All photographs have been provided by Hanna Andersson and the copyright remains with her.
I have been a reader my whole life, and my childhood homes were always filled with books. Sometimes I used them to build houses for my toys. But mostly, I read them.
I read on road trips, I asked my parents to read to me as I fell asleep, and I read during breaks at school.
For me, a home is filled with bookshelves, and I am so grateful for all the books that I have skimmed through over the years.
I devoured books about horses, adventures, first loves, bullying, sex, and death. And I liked to read books over and over.

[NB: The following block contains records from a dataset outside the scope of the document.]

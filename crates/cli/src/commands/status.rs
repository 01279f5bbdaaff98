// SPDX-License-Identifier: BUSL-1.1
// Copyright (c) 2026 Alfred Jean LLC

//! `scp status` — project count known to a running daemon.

use anyhow::Result;

use crate::client::DaemonClient;
use crate::output::OutputFormat;

pub async fn handle(format: OutputFormat) -> Result<()> {
    let mut client = match DaemonClient::connect().await {
        Ok(c) => c,
        Err(_) => {
            println!("daemon is not running");
            return Ok(());
        }
    };

    let project_count = client.status().await?;

    crate::output::format_or_json(
        format,
        &serde_json::json!({ "project_count": project_count }),
        || println!("{} project(s) tracked", crate::color::header(&project_count.to_string())),
    )
}
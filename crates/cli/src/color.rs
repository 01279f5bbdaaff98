// SPDX-License-Identifier: BUSL-1.1
// Copyright (c) 2026 Alfred Jean LLC

use clap::builder::styling::{Ansi256Color, Color, Style, Styles};
use std::io::IsTerminal;

pub mod codes {
    /// Section headers: pastel cyan / steel blue (matches wok & quench)
    pub const HEADER: u8 = 74;
    /// Commands and literals: light grey
    pub const LITERAL: u8 = 250;
    /// Descriptions and context: medium grey
    pub const CONTEXT: u8 = 245;
    /// Muted / secondary text: darker grey
    #[allow(dead_code)]
    pub const MUTED: u8 = 240;
}

/// Determine if color output should be enabled.
///
/// Priority: `NO_COLOR=1` disables → `COLOR=1` forces → TTY check.
pub fn should_colorize() -> bool {
    if std::env::var("NO_COLOR").is_ok_and(|v| v == "1") {
        return false;
    }
    if std::env::var("COLOR").is_ok_and(|v| v == "1") {
        return true;
    }
    std::io::stdout().is_terminal()
}

/// Build clap `Styles` using the project palette.
pub fn styles() -> Styles {
    if !should_colorize() {
        return Styles::plain();
    }
    Styles::styled()
        .header(Style::new().fg_color(Some(Color::Ansi256(Ansi256Color(codes::HEADER)))))
        .literal(Style::new().fg_color(Some(Color::Ansi256(Ansi256Color(codes::LITERAL)))))
        .placeholder(Style::new().fg_color(Some(Color::Ansi256(Ansi256Color(codes::CONTEXT)))))
}

fn fg256(code: u8) -> String {
    format!("\x1b[38;5;{code}m")
}

const RESET: &str = "\x1b[0m";

/// Format text with the header color (steel blue).
pub fn header(text: &str) -> String {
    if should_colorize() {
        format!("{}{}{}", fg256(codes::HEADER), text, RESET)
    } else {
        text.to_string()
    }
}

/// Format text with the literal color (light grey).
pub fn literal(text: &str) -> String {
    if should_colorize() {
        format!("{}{}{}", fg256(codes::LITERAL), text, RESET)
    } else {
        text.to_string()
    }
}

/// Format text with the context color (medium grey).
pub fn context(text: &str) -> String {
    if should_colorize() {
        format!("{}{}{}", fg256(codes::CONTEXT), text, RESET)
    } else {
        text.to_string()
    }
}

/// Format text with the muted color (darker grey).
#[allow(dead_code)]
pub fn muted(text: &str) -> String {
    if should_colorize() {
        format!("{}{}{}", fg256(codes::MUTED), text, RESET)
    } else {
        text.to_string()
    }
}

#[cfg(test)]
#[path = "color_tests.rs"]
mod tests;
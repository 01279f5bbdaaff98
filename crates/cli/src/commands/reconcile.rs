// SPDX-License-Identifier: BUSL-1.1
// Copyright (c) 2026 Alfred Jean LLC

//! `scp reconcile` — force a project's status to sync with its sandbox's
//! actual provider state, bypassing the gateway's normal on-subscribe
//! reconciliation.

use anyhow::Result;

use crate::client::DaemonClient;
use crate::output::OutputFormat;
use scp_core::ProjectId;

pub async fn handle(project_id: String, format: OutputFormat) -> Result<()> {
    let mut client = DaemonClient::connect().await?;
    let project = client.force_reconcile(ProjectId::from_string(project_id)).await?;

    crate::output::format_or_json(format, &project, || {
        println!("{} is now {}", crate::color::header(&project.id.to_string()), project.status);
    })
}
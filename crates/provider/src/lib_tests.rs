// SPDX-License-Identifier: BUSL-1.1
// Copyright (c) 2026 Alfred Jean LLC

use super::*;
use crate::fake::FakeProvider;

#[tokio::test]
async fn trait_object_is_usable_through_dyn_dispatch() {
    let provider: std::sync::Arc<dyn SandboxProvider> = std::sync::Arc::new(FakeProvider::new());
    let id = provider.create_sandbox("snap", "demo", None).await.unwrap();
    let state = provider.get_sandbox_state(id).await.unwrap();
    assert_eq!(state, ProviderState::Started);
}
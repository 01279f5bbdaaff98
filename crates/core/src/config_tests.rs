// SPDX-License-Identifier: BUSL-1.1
// Copyright (c) 2026 Alfred Jean LLC

use super::*;
use serial_test::serial;
use std::env;

fn clear_env() {
    for var in [
        "AGENT_API_KEY",
        "AGENT_PROVIDER_URL",
        "SANDBOX_SNAPSHOT_NAME",
        "CONTROL_PLANE_DB_PATH",
        "SESSION_INITIAL_TIMEOUT_MS",
        "SESSION_ACTIVITY_TIMEOUT_MS",
        "SETTINGS_VISIBLE",
    ] {
        env::remove_var(var);
    }
}

fn set_required() {
    env::set_var("AGENT_API_KEY", "sk-test");
    env::set_var("AGENT_PROVIDER_URL", "https://api.example.test");
    env::set_var("SANDBOX_SNAPSHOT_NAME", "default-snapshot");
    env::set_var("CONTROL_PLANE_DB_PATH", "/tmp/control-plane.json");
}

#[test]
#[serial]
fn missing_required_var_is_a_typed_error() {
    clear_env();
    let err = Config::from_env().unwrap_err();
    assert!(matches!(err, ConfigError::Missing("AGENT_API_KEY")));
}

#[test]
#[serial]
fn defaults_apply_when_timeouts_unset() {
    clear_env();
    set_required();
    let cfg = Config::from_env().unwrap();
    assert_eq!(cfg.initial_timeout, Duration::from_millis(DEFAULT_INITIAL_TIMEOUT_MS));
    assert_eq!(cfg.activity_timeout, Duration::from_millis(DEFAULT_ACTIVITY_TIMEOUT_MS));
    assert!(!cfg.settings_visible);
}

#[test]
#[serial]
fn test_only_timeout_overrides_are_honored() {
    clear_env();
    set_required();
    env::set_var("SESSION_INITIAL_TIMEOUT_MS", "50");
    env::set_var("SESSION_ACTIVITY_TIMEOUT_MS", "75");
    let cfg = Config::from_env().unwrap();
    assert_eq!(cfg.initial_timeout, Duration::from_millis(50));
    assert_eq!(cfg.activity_timeout, Duration::from_millis(75));
    clear_env();
}

#[test]
#[serial]
fn invalid_timeout_is_a_typed_error_not_a_panic() {
    clear_env();
    set_required();
    env::set_var("SESSION_INITIAL_TIMEOUT_MS", "not-a-number");
    let err = Config::from_env().unwrap_err();
    assert!(matches!(err, ConfigError::Invalid { name: "SESSION_INITIAL_TIMEOUT_MS", .. }));
    clear_env();
}

#[test]
fn apply_setting_overlays_environment_defaults() {
    clear_env();
    set_required();
    let mut cfg = Config::from_env().unwrap();
    cfg.apply_setting(crate::model::SettingKey::AgentApiKey, "sk-from-store".into());
    assert_eq!(cfg.agent_api_key, "sk-from-store");
    clear_env();
}
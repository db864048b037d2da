//! Estimated quantities for macrometrics models.
//!
//! This crate provides a single representation for model parameters and
//! statistics, whatever the estimation method:
//!
//! - [`Estimated`] - Sum type over the three estimation kinds
//! - [`FixedEstimated`] - User-pinned value
//! - [`FrequentistEstimated`] - Point estimate with optional metadata
//! - [`BayesianEstimated`] - Posterior draws, optionally split into chains
//! - [`ChainStacker`] - Join point for chains sampled in parallel
//! - [`PosteriorSummary`] - Elementwise mean, spread and quantiles

#![doc = include_str!("../README.md")]
#![doc(issue_tracker_base_url = "https://github.com/factordynamics/macrometrics/issues/")]
#![cfg_attr(docsrs, feature(doc_cfg, doc_auto_cfg))]
#![warn(missing_docs)]
#![forbid(unsafe_code)]

mod estimated;
mod layout;
mod ops;
mod stacker;
mod summary;
mod variants;

pub use estimated::{Estimated, EstimationKind};
pub use layout::{SampleIndex, SampleLayout};
pub use ops::BinaryOp;
pub use stacker::ChainStacker;
pub use summary::PosteriorSummary;
pub use variants::{BayesianEstimated, FixedEstimated, FrequentistEstimated};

My mum sometimes told me that I needed to stop reading the same books, but I thought that I could find something new every time I dived into one of my favourites. I did. There was always a character or a conversation that had more to it than when I first read it.
It’s because of all these books, and all these imaginary adventures, that I became a writer.
I have always wanted to write, and I have had great authors to look up to on my way towards my dream.
My first and forever favourite author is Astrid Lindgren, author of Pippi Longstocking, Ronja, Emil in Lönneberga and Brother Lionheart. She will always have a special place in my heart. I have been fascinated by her since I was a little girl, a little girl with red hair who wanted to be Pippi Longstocking, who somehow liked her freckles and red hair and who would stand up against evil.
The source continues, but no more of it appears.